## Task requirements
In the entries below, find every line holding the string "Please" and collect it.

====================

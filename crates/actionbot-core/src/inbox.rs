//! One inbox session of the logged-in user.
//!
//! [`InboxSession`] ties the pieces together the way the inbox screen uses
//! them: it lists and classifies the inbox, keeps the category filter and
//! the selected message, and drives the reply of that message. Every backend
//! error passes through [`AuthEscalation`] first.

use std::fmt;
use std::ops::ControlFlow;
use std::sync::Arc;
use std::time::Duration;

use actionbot_api::{ApiError, UserProfile};
use tracing::{debug, error, info};

use crate::error::{Error, Result};
use crate::escalation::AuthEscalation;
use crate::filter::{CategoryCount, CategoryFilter, summarize};
use crate::model::{Category, MessageDetail, MessageId, MessageSummary, UserId};
use crate::pipeline::{
    ClassificationFailure, ClassificationIndex, ClassificationPipeline, DEFAULT_BATCH_SIZE,
    PipelineEvent, PipelineRun, RunReport,
};
use crate::reply::{DEFAULT_SEND_COMPLETE_DELAY, Notice, ReplyError, ReplyWorkflow, SendCompletion};
use crate::service::TriageBackend;
use crate::settings::Settings;

/// Notice shown when the inbox could not be listed.
pub const LOAD_FAILED: &str = "Failed to load emails. Please try again.";

/// Notice shown when a message could not be opened.
pub const DETAIL_FAILED: &str = "Failed to load email details. Please try again.";

/// Tunables of an inbox session.
#[derive(Debug, Clone, Copy, PartialEq, Eq)]
pub struct InboxOptions {
    /// Concurrent classification requests per batch.
    pub batch_size: usize,
    /// How long the "sent" notice stays up before the inbox refreshes.
    pub send_complete_delay: Duration,
}

impl Default for InboxOptions {
    fn default() -> Self {
        Self {
            batch_size: DEFAULT_BATCH_SIZE,
            send_complete_delay: DEFAULT_SEND_COMPLETE_DELAY,
        }
    }
}

impl From<&Settings> for InboxOptions {
    fn from(settings: &Settings) -> Self {
        Self {
            batch_size: settings.batch_size,
            send_complete_delay: settings.send_complete_delay(),
        }
    }
}

/// The message the user opened, with its reply.
#[derive(Debug, Clone)]
pub struct SelectedMessage {
    /// Listing entry.
    pub summary: MessageSummary,
    /// Full content.
    pub detail: MessageDetail,
    /// Reply of this message. Never carried over from another message.
    pub reply: ReplyWorkflow,
}

/// Inbox of the logged-in user.
pub struct InboxSession {
    backend: Arc<dyn TriageBackend>,
    escalation: AuthEscalation,
    user: UserId,
    options: InboxOptions,
    messages: Vec<MessageSummary>,
    pipeline: ClassificationPipeline,
    filter: CategoryFilter,
    selected: Option<SelectedMessage>,
    notice: Option<Notice>,
}

impl fmt::Debug for InboxSession {
    fn fmt(&self, f: &mut fmt::Formatter<'_>) -> fmt::Result {
        f.debug_struct("InboxSession")
            .field("user", &self.user)
            .field("messages", &self.messages.len())
            .field("pipeline", &self.pipeline)
            .field("filter", &self.filter)
            .field("selected", &self.selected.as_ref().map(|s| &s.summary.id))
            .finish_non_exhaustive()
    }
}

impl InboxSession {
    /// Open the inbox of the user stored in the session.
    ///
    /// # Errors
    ///
    /// Returns [`Error::NotLoggedIn`] if no user id is stored, or a session
    /// error if the store cannot be read.
    pub fn open(
        backend: Arc<dyn TriageBackend>,
        escalation: AuthEscalation,
        options: InboxOptions,
    ) -> Result<Self> {
        let user = escalation.session().user_id()?.ok_or(Error::NotLoggedIn)?;
        debug!("Opening inbox of user {user}");

        let pipeline = ClassificationPipeline::new(Arc::clone(&backend), options.batch_size);
        Ok(Self {
            backend,
            escalation,
            user,
            options,
            messages: Vec::new(),
            pipeline,
            filter: CategoryFilter::new(),
            selected: None,
            notice: None,
        })
    }

    /// The logged-in user.
    #[must_use]
    pub const fn user(&self) -> &UserId {
        &self.user
    }

    /// Session tunables.
    #[must_use]
    pub const fn options(&self) -> &InboxOptions {
        &self.options
    }

    /// Every listed message, in listing order.
    #[must_use]
    pub fn messages(&self) -> &[MessageSummary] {
        &self.messages
    }

    /// Classifications gathered so far.
    #[must_use]
    pub const fn index(&self) -> &ClassificationIndex {
        self.pipeline.index()
    }

    /// Progress of the last classification run.
    #[must_use]
    pub const fn progress(&self) -> Option<&PipelineRun> {
        self.pipeline.progress()
    }

    /// Inbox-level notice, if an operation failed.
    #[must_use]
    pub const fn notice(&self) -> Option<&Notice> {
        self.notice.as_ref()
    }

    /// List the inbox without classifying it.
    ///
    /// Classifications from an earlier run are kept.
    ///
    /// # Errors
    ///
    /// Returns [`Error::AccessRevoked`] when the backend rejects the user.
    /// Other failures are returned as [`Error::Api`] with a notice set.
    pub async fn refresh_listing(&mut self) -> Result<()> {
        self.notice = None;

        match self.backend.list_messages(&self.user).await {
            Ok(messages) => {
                info!("Loaded {} messages", messages.len());
                self.messages = messages;
                Ok(())
            }
            Err(e) => {
                error!("Failed to load emails: {e}");
                self.notice = Some(Notice::Error(LOAD_FAILED.to_string()));
                Err(self.escalate(e))
            }
        }
    }

    /// List the inbox and classify every message.
    ///
    /// # Errors
    ///
    /// Returns [`Error::AccessRevoked`] when the backend rejects the user,
    /// either while listing or while classifying. Other listing failures are
    /// returned as [`Error::Api`] with a notice set.
    pub async fn load(&mut self) -> Result<RunReport> {
        self.load_with(|_| {}).await
    }

    /// Like [`load`](Self::load), showing every pipeline event to `observe`.
    ///
    /// # Errors
    ///
    /// Same as [`load`](Self::load).
    pub async fn load_with(&mut self, mut observe: impl FnMut(&PipelineEvent)) -> Result<RunReport> {
        self.refresh_listing().await?;

        let escalation = &self.escalation;
        let mut revoked = false;
        let report = self
            .pipeline
            .run_with(&self.user, &self.messages, |event| {
                observe(event);
                if let PipelineEvent::Item {
                    outcome: Err(ClassificationFailure::Backend(e)),
                    ..
                } = event
                    && escalation.inspect(e)
                {
                    revoked = true;
                    return ControlFlow::Break(());
                }
                ControlFlow::Continue(())
            })
            .await;

        if revoked {
            return Err(Error::AccessRevoked);
        }
        Ok(report)
    }

    /// Messages under the current category filter.
    #[must_use]
    pub fn visible_messages(&self) -> Vec<&MessageSummary> {
        self.filter.apply(&self.messages, self.pipeline.index())
    }

    /// Per-category counts, most frequent first.
    #[must_use]
    pub fn summary(&self) -> Vec<CategoryCount> {
        summarize(self.pipeline.index())
    }

    /// Currently selected category.
    #[must_use]
    pub const fn selected_category(&self) -> Option<Category> {
        self.filter.selected()
    }

    /// Toggle a category and open its first message.
    ///
    /// Returns the id of the message that was opened, if any.
    ///
    /// # Errors
    ///
    /// Same as [`select_message`](Self::select_message).
    pub async fn select_category(&mut self, category: Category) -> Result<Option<MessageId>> {
        let first = self
            .filter
            .select(category, &self.messages, self.pipeline.index());
        if let Some(message_id) = &first {
            self.select_message(message_id).await?;
        }
        Ok(first)
    }

    /// Show every message again.
    pub const fn clear_category(&mut self) {
        self.filter.clear();
    }

    /// Open a message. Its reply starts from scratch.
    ///
    /// On failure the previous selection stays in place.
    ///
    /// # Errors
    ///
    /// Returns [`Error::UnknownMessage`] if the id is not listed,
    /// [`Error::AccessRevoked`] when the backend rejects the user, and
    /// [`Error::Api`] with a notice set for other failures.
    pub async fn select_message(&mut self, message_id: &MessageId) -> Result<&SelectedMessage> {
        let summary = self
            .messages
            .iter()
            .find(|m| &m.id == message_id)
            .cloned()
            .ok_or_else(|| Error::UnknownMessage(message_id.to_string()))?;

        self.notice = None;
        let fetched = match self.backend.classify(&self.user, message_id).await {
            Ok(fetched) => fetched,
            Err(e) => {
                error!("Failed to load email details for {message_id}: {e}");
                self.notice = Some(Notice::Error(DETAIL_FAILED.to_string()));
                return Err(self.escalate(e));
            }
        };

        let selected = self.selected.insert(SelectedMessage {
            detail: MessageDetail::from_fetched(summary.clone(), fetched),
            reply: ReplyWorkflow::new(message_id.clone()),
            summary,
        });
        Ok(&*selected)
    }

    /// The open message.
    #[must_use]
    pub const fn selected(&self) -> Option<&SelectedMessage> {
        self.selected.as_ref()
    }

    /// Close the open message, dropping its reply.
    pub fn deselect(&mut self) {
        self.selected = None;
    }

    /// Reply of the open message.
    ///
    /// # Errors
    ///
    /// Returns [`Error::NoSelection`] if no message is open.
    pub fn reply_mut(&mut self) -> Result<&mut ReplyWorkflow> {
        self.selected
            .as_mut()
            .map(|selected| &mut selected.reply)
            .ok_or(Error::NoSelection)
    }

    /// Draft a reply to the open message.
    ///
    /// # Errors
    ///
    /// Returns [`Error::NoSelection`], [`Error::AccessRevoked`], or the
    /// workflow's [`ReplyError`].
    pub async fn generate_reply(&mut self) -> Result<()> {
        let selected = self.selected.as_mut().ok_or(Error::NoSelection)?;
        let result = selected
            .reply
            .generate(self.backend.as_ref(), &self.user)
            .await;
        result.map_err(|e| self.escalate_reply(e))
    }

    /// Send the draft of the open message.
    ///
    /// After a successful send the inbox is reloaded and the message closed.
    ///
    /// # Errors
    ///
    /// Returns [`Error::NoSelection`], [`Error::AccessRevoked`], the
    /// workflow's [`ReplyError`], or any error of the reload.
    pub async fn send_reply(&mut self) -> Result<SendCompletion> {
        let delay = self.options.send_complete_delay;
        let selected = self.selected.as_mut().ok_or(Error::NoSelection)?;
        let result = selected
            .reply
            .send(self.backend.as_ref(), &self.user, delay)
            .await;
        let completion = result.map_err(|e| self.escalate_reply(e))?;

        self.on_reply_sent().await?;
        Ok(completion)
    }

    /// Close the open message and reload the inbox.
    ///
    /// An inbox that was classified before is classified again. One that was
    /// only listed is only listed again, and `None` is returned.
    ///
    /// # Errors
    ///
    /// Same as [`load`](Self::load).
    pub async fn on_reply_sent(&mut self) -> Result<Option<RunReport>> {
        self.deselect();
        if self.pipeline.current_run().is_some() {
            self.load().await.map(Some)
        } else {
            self.refresh_listing().await.map(|()| None)
        }
    }

    /// Profile of the logged-in user.
    ///
    /// # Errors
    ///
    /// Returns [`Error::AccessRevoked`] when the backend rejects the user,
    /// [`Error::Api`] otherwise.
    pub async fn profile(&self) -> Result<UserProfile> {
        self.backend
            .user_profile(&self.user)
            .await
            .map_err(|e| self.escalate(e))
    }

    fn escalate(&self, err: ApiError) -> Error {
        if self.escalation.inspect(&err) {
            Error::AccessRevoked
        } else {
            Error::Api(err)
        }
    }

    fn escalate_reply(&self, err: ReplyError) -> Error {
        match err {
            ReplyError::Backend(api) => {
                if self.escalation.inspect(&api) {
                    Error::AccessRevoked
                } else {
                    Error::Reply(ReplyError::Backend(api))
                }
            }
            other => Error::Reply(other),
        }
    }
}
//! Error types for backend requests.

use serde::Deserialize;

/// Result type alias for backend requests.
pub type Result<T> = std::result::Result<T, ApiError>;

/// Errors returned by the transport adapter.
#[derive(Debug, thiserror::Error)]
pub enum ApiError {
    /// HTTP transport error (connect, timeout, reading the body).
    #[error("HTTP error: {0}")]
    Http(#[from] reqwest::Error),

    /// Backend answered with a non-success status code.
    #[error("Backend returned {status}: {}", message.as_deref().unwrap_or("no details"))]
    Status {
        /// HTTP status code.
        status: u16,
        /// Error message extracted from the body.
        message: Option<String>,
        /// Longer description extracted from the body.
        description: Option<String>,
    },

    /// Backend answered 2xx but flagged the operation as unsuccessful.
    #[error("Backend rejected the request: {}", message.as_deref().unwrap_or("no details"))]
    Rejected {
        /// Message returned alongside `success: false`.
        message: Option<String>,
    },

    /// Response body is not the expected JSON.
    #[error("JSON error: {0}")]
    Json(#[from] serde_json::Error),

    /// URL parsing error.
    #[error("URL error: {0}")]
    Url(#[from] url::ParseError),

    /// The configured base URL cannot carry path segments.
    #[error("Invalid backend URL: {0}")]
    InvalidBaseUrl(String),
}

/// Error body shapes the backend is known to send.
#[derive(Debug, Default, Deserialize)]
struct ErrorBody {
    #[serde(default)]
    message: Option<String>,
    #[serde(default)]
    error: Option<serde_json::Value>,
    #[serde(default)]
    description: Option<String>,
    #[serde(default)]
    error_description: Option<String>,
}

impl ApiError {
    /// Builds a status error from a response body.
    ///
    /// JSON bodies contribute their `message`/`error` and
    /// `description`/`error_description` fields; anything else is kept
    /// verbatim as the message.
    #[must_use]
    pub fn from_status(status: u16, body: &str) -> Self {
        let trimmed = body.trim();
        let (message, description) = match serde_json::from_str::<ErrorBody>(trimmed) {
            Ok(parsed) => {
                let error_text = parsed.error.and_then(|value| match value {
                    serde_json::Value::String(text) => Some(text),
                    serde_json::Value::Null => None,
                    other => Some(other.to_string()),
                });
                (
                    parsed.message.or(error_text),
                    parsed.description.or(parsed.error_description),
                )
            }
            Err(_) if trimmed.is_empty() => (None, None),
            Err(_) => (Some(trimmed.to_string()), None),
        };

        Self::Status {
            status,
            message,
            description,
        }
    }

    /// HTTP status code associated with this error, if any.
    #[must_use]
    pub fn status(&self) -> Option<u16> {
        match self {
            Self::Status { status, .. } => Some(*status),
            Self::Http(err) => err.status().map(|s| s.as_u16()),
            _ => None,
        }
    }

    /// Primary human-readable message carried by the error.
    #[must_use]
    pub fn message(&self) -> Option<String> {
        match self {
            Self::Status { message, .. } | Self::Rejected { message } => message.clone(),
            Self::Http(err) => Some(err.to_string()),
            Self::Json(err) => Some(err.to_string()),
            Self::Url(err) => Some(err.to_string()),
            Self::InvalidBaseUrl(url) => Some(url.clone()),
        }
    }

    /// Secondary description carried by the error, if any.
    #[must_use]
    pub fn description(&self) -> Option<&str> {
        match self {
            Self::Status { description, .. } => description.as_deref(),
            _ => None,
        }
    }
}
#[cfg(test)]
#[allow(clippy::unwrap_used)]
mod tests {
    use std::sync::Arc;

    use super::*;
    use crate::reply::DEFAULT_SEND_COMPLETE_DELAY;
    use crate::testing::ScriptedBackend;

    fn draft(text: &str) -> ReplyDraft {
        ReplyDraft {
            text: text.to_string(),
            subject: "Re: Hello".to_string(),
            message_id: "m1".to_string(),
        }
    }

    fn server_error() -> ApiError {
        ApiError::Status {
            status: 500,
            message: Some("model crashed".to_string()),
            description: None,
        }
    }

    fn drafted(text: &str) -> ReplyWorkflow {
        let mut workflow = ReplyWorkflow::new(MessageId::from("m1"));
        let ticket = workflow.begin_generate().unwrap();
        workflow.complete_generate(&ticket, Ok(draft(text))).unwrap();
        workflow
    }

    #[test]
    fn test_generate_success() {
        let workflow = drafted("Sounds good.");
        assert_eq!(workflow.state(), ReplyState::Drafted);
        let draft = workflow.draft().unwrap();
        assert_eq!(draft.text, "Sounds good.");
        assert_eq!(draft.subject_echo, "Re: Hello");
        assert_eq!(draft.message_id, MessageId::from("m1"));
        assert_eq!(workflow.notice(), None);
    }

    #[test]
    fn test_generate_failure_returns_to_idle() {
        let mut workflow = ReplyWorkflow::new(MessageId::from("m1"));
        let ticket = workflow.begin_generate().unwrap();
        assert_eq!(workflow.state(), ReplyState::Generating);

        let err = workflow
            .complete_generate(&ticket, Err(server_error()))
            .unwrap_err();
        assert!(err.backend_error().is_some());
        assert_eq!(workflow.state(), ReplyState::Idle);
        assert_eq!(
            workflow.notice(),
            Some(&Notice::Error(GENERATE_FAILED.to_string()))
        );
        assert!(!workflow.notice().unwrap().text().contains("crashed"));

        // An error-flagged idle workflow can try again.
        assert!(workflow.begin_generate().is_ok());
        assert_eq!(workflow.notice(), None);
    }

    #[test]
    fn test_generate_only_from_idle() {
        let mut workflow = drafted("text");
        let err = workflow.begin_generate().unwrap_err();
        assert!(matches!(
            err,
            ReplyError::InvalidTransition {
                from: ReplyState::Drafted,
                ..
            }
        ));
    }

    #[test]
    fn test_edit_requires_draft() {
        let mut workflow = ReplyWorkflow::new(MessageId::from("m1"));
        assert!(workflow.edit_draft("hi").is_err());

        let mut workflow = drafted("original");
        workflow.edit_draft("edited").unwrap();
        assert_eq!(workflow.draft().unwrap().text, "edited");
    }

    #[test]
    fn test_send_rejects_blank_draft() {
        let mut workflow = drafted("text");
        workflow.edit_draft("   \n\t").unwrap();

        assert!(matches!(workflow.begin_send(), Err(ReplyError::EmptyDraft)));
        assert_eq!(workflow.state(), ReplyState::Drafted);
    }

    #[test]
    fn test_send_requires_draft() {
        let mut workflow = ReplyWorkflow::new(MessageId::from("m1"));
        assert!(matches!(
            workflow.begin_send(),
            Err(ReplyError::InvalidTransition {
                from: ReplyState::Idle,
                ..
            })
        ));
    }

    #[test]
    fn test_send_failure_keeps_draft() {
        let mut workflow = drafted("Please find attached.");
        let (ticket, text) = workflow.begin_send().unwrap();
        assert_eq!(text, "Please find attached.");
        assert_eq!(workflow.state(), ReplyState::Sending);

        let err = workflow
            .complete_send(&ticket, Err(server_error()))
            .unwrap_err();
        assert!(matches!(err, ReplyError::Backend(_)));
        assert_eq!(workflow.state(), ReplyState::Drafted);
        assert_eq!(workflow.draft().unwrap().text, "Please find attached.");
        assert_eq!(
            workflow.notice(),
            Some(&Notice::Error(SEND_FAILED.to_string()))
        );
    }

    #[test]
    fn test_send_success() {
        let mut workflow = drafted("Done.");
        let (ticket, _) = workflow.begin_send().unwrap();
        workflow
            .complete_send(&ticket, Ok(SendReceipt::default()))
            .unwrap();

        assert_eq!(workflow.state(), ReplyState::Sent);
        assert_eq!(workflow.draft(), None);
        assert_eq!(
            workflow.notice(),
            Some(&Notice::Success(SEND_SUCCEEDED.to_string()))
        );
    }

    #[test]
    fn test_clear() {
        let mut workflow = drafted("text");
        workflow.clear().unwrap();
        assert_eq!(workflow.state(), ReplyState::Idle);
        assert_eq!(workflow.draft(), None);

        let mut sending = drafted("text");
        sending.begin_send().unwrap();
        assert!(sending.clear().is_err());
        assert_eq!(sending.state(), ReplyState::Sending);
    }

    #[test]
    fn test_clear_discards_notice() {
        let mut failed = drafted("text");
        let (ticket, _) = failed.begin_send().unwrap();
        failed.complete_send(&ticket, Err(server_error())).unwrap_err();
        assert_eq!(failed.state(), ReplyState::Drafted);
        assert!(failed.notice().is_some_and(Notice::is_error));

        failed.clear().unwrap();
        assert_eq!(failed.state(), ReplyState::Idle);
        assert_eq!(failed.notice(), None);

        let mut sent = drafted("text");
        let (ticket, _) = sent.begin_send().unwrap();
        sent.complete_send(&ticket, Ok(SendReceipt::default())).unwrap();
        assert_eq!(sent.state(), ReplyState::Sent);
        assert!(sent.notice().is_some());

        sent.clear().unwrap();
        assert_eq!(sent.state(), ReplyState::Idle);
        assert_eq!(sent.notice(), None);
    }

    #[test]
    fn test_clear_makes_ticket_stale() {
        let mut workflow = ReplyWorkflow::new(MessageId::from("m1"));
        let ticket = workflow.begin_generate().unwrap();
        workflow.clear().unwrap();

        let err = workflow
            .complete_generate(&ticket, Ok(draft("late")))
            .unwrap_err();
        assert!(matches!(err, ReplyError::Stale));
        assert_eq!(workflow.state(), ReplyState::Idle);
        assert_eq!(workflow.draft(), None);
    }

    #[test]
    fn test_ticket_of_other_message_is_stale() {
        let mut first = ReplyWorkflow::new(MessageId::from("a"));
        let ticket = first.begin_generate().unwrap();

        let mut second = ReplyWorkflow::new(MessageId::from("b"));
        second.begin_generate().unwrap();
        assert!(matches!(
            second.complete_generate(&ticket, Ok(draft("for a"))),
            Err(ReplyError::Stale)
        ));
        assert_eq!(second.state(), ReplyState::Generating);
    }

    #[test]
    fn test_ticket_completes_once() {
        let mut workflow = ReplyWorkflow::new(MessageId::from("m1"));
        let ticket = workflow.begin_generate().unwrap();
        workflow.complete_generate(&ticket, Ok(draft("one"))).unwrap();
        assert!(matches!(
            workflow.complete_generate(&ticket, Ok(draft("two"))),
            Err(ReplyError::Stale)
        ));
        assert_eq!(workflow.draft().unwrap().text, "one");
    }

    #[tokio::test(start_paused = true)]
    async fn test_send_waits_before_completing() {
        let backend = Arc::new(ScriptedBackend::new());
        let user = UserId::from("u");
        let mut workflow = ReplyWorkflow::new(MessageId::from("m1"));

        workflow.generate(backend.as_ref(), &user).await.unwrap();
        workflow.edit_draft("Edited reply").unwrap();

        let started = tokio::time::Instant::now();
        let completion = workflow
            .send(backend.as_ref(), &user, DEFAULT_SEND_COMPLETE_DELAY)
            .await
            .unwrap();

        assert_eq!(completion, SendCompletion::Completed);
        assert!(started.elapsed() >= DEFAULT_SEND_COMPLETE_DELAY);
        assert_eq!(backend.sent_texts(), vec!["Edited reply".to_string()]);
        assert_eq!(workflow.state(), ReplyState::Sent);
    }

    #[tokio::test(start_paused = true)]
    async fn test_send_failure_then_retry() {
        let backend = Arc::new(ScriptedBackend::new());
        let user = UserId::from("u");
        let mut workflow = ReplyWorkflow::new(MessageId::from("m1"));
        workflow.generate(backend.as_ref(), &user).await.unwrap();

        backend.set_send_failure(Some((502, "bad gateway")));
        let started = tokio::time::Instant::now();
        let err = workflow
            .send(backend.as_ref(), &user, DEFAULT_SEND_COMPLETE_DELAY)
            .await
            .unwrap_err();
        assert_eq!(err.backend_error().and_then(ApiError::status), Some(502));
        assert!(started.elapsed() < DEFAULT_SEND_COMPLETE_DELAY);
        assert_eq!(workflow.state(), ReplyState::Drafted);

        backend.set_send_failure(None);
        workflow
            .send(backend.as_ref(), &user, Duration::ZERO)
            .await
            .unwrap();
        assert_eq!(backend.send_calls(), 2);
        assert_eq!(workflow.state(), ReplyState::Sent);
    }

    #[tokio::test(start_paused = true)]
    async fn test_blank_draft_makes_no_request() {
        let backend = Arc::new(ScriptedBackend::new());
        backend.set_draft("  ");
        let user = UserId::from("u");
        let mut workflow = ReplyWorkflow::new(MessageId::from("m1"));
        workflow.generate(backend.as_ref(), &user).await.unwrap();

        let err = workflow
            .send(backend.as_ref(), &user, Duration::ZERO)
            .await
            .unwrap_err();
        assert!(matches!(err, ReplyError::EmptyDraft));
        assert_eq!(backend.send_calls(), 0);
    }

    #[tokio::test(start_paused = true)]
    async fn test_generate_failure_surfaces_transport_error() {
        let backend = Arc::new(ScriptedBackend::new().with_draft_failure(401, "Token expired"));
        let user = UserId::from("u");
        let mut workflow = ReplyWorkflow::new(MessageId::from("m1"));

        let err = workflow.generate(backend.as_ref(), &user).await.unwrap_err();
        assert_eq!(err.backend_error().and_then(ApiError::status), Some(401));
        assert_eq!(workflow.state(), ReplyState::Idle);
        assert!(workflow.notice().unwrap().is_error());
    }
}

====================

## Worked solution
pub const LOAD_FAILED: &str = "Failed to load emails. Please try again.";
pub const DETAIL_FAILED: &str = "Failed to load email details. Please try again.";
        let mut workflow = drafted("Please find attached.");
        assert_eq!(text, "Please find attached.");
        assert_eq!(workflow.draft().unwrap().text, "Please find attached.");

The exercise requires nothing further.